To answer, print the line containing "mod client;" and each line after it in the listing below, exactly as they stand.

★ ★ ★ ★ ★ ★ ★

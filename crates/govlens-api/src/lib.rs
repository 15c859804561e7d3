//! govlens-api: typed access to the governance platform
//!
//! This crate provides the fetch layer for govlens. It knows the REST
//! endpoints for bundles, policies, projects, registered models and project
//! goals, and the hosted scoring endpoint.
//!
//! ## Layer 0 - Fetch
//!
//! Focus: one typed deserialization boundary, explicit errors, no retries.
//!
//! ## Key Components
//!
//! - `GovernanceSource`: the reads the dashboard needs, as an async trait
//! - `GovernanceClient`: reqwest implementation of `GovernanceSource`
//! - `CachedSource`: run-scoped memoization with explicit `clear()`
//! - `ScoringClient`: POSTs applications to the scoring model

mod cache;
mod client;
pub mod config;
mod error;
pub mod schema;
mod scoring;
mod source;

pub use cache::{CacheStats, CachedSource};
pub use client::{BodyField, GovernanceClient};
pub use config::{ApiConfig, ApiFlavor, AuthScheme, ScoringConfig, API_KEY_HEADER};
pub use error::ApiError;
pub use schema::{
    Attachment, AttachmentKind, Bundle, Goal, ModelVersionId, Policy, PolicyStage, Project,
    ProjectRef, RegisteredModel, UserRef,
};
pub use scoring::{ScoringClient, ScoringFeatures};
pub use source::GovernanceSource;

/// Result type for govlens-api operations
pub type Result<T> = std::result::Result<T, ApiError>;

★ ★ ★ ★ ★ ★ ★

> Written solution
mod client;
pub mod config;
mod error;
pub mod schema;
mod scoring;
mod source;

pub use cache::{CacheStats, CachedSource};
pub use client::{BodyField, GovernanceClient};
pub use config::{ApiConfig, ApiFlavor, AuthScheme, ScoringConfig, API_KEY_HEADER};
pub use error::ApiError;
pub use schema::{
    Attachment, AttachmentKind, Bundle, Goal, ModelVersionId, Policy, PolicyStage, Project,
    ProjectRef, RegisteredModel, UserRef,
};
pub use scoring::{ScoringClient, ScoringFeatures};
pub use source::GovernanceSource;

/// Result type for govlens-api operations
pub type Result<T> = std::result::Result<T, ApiError>;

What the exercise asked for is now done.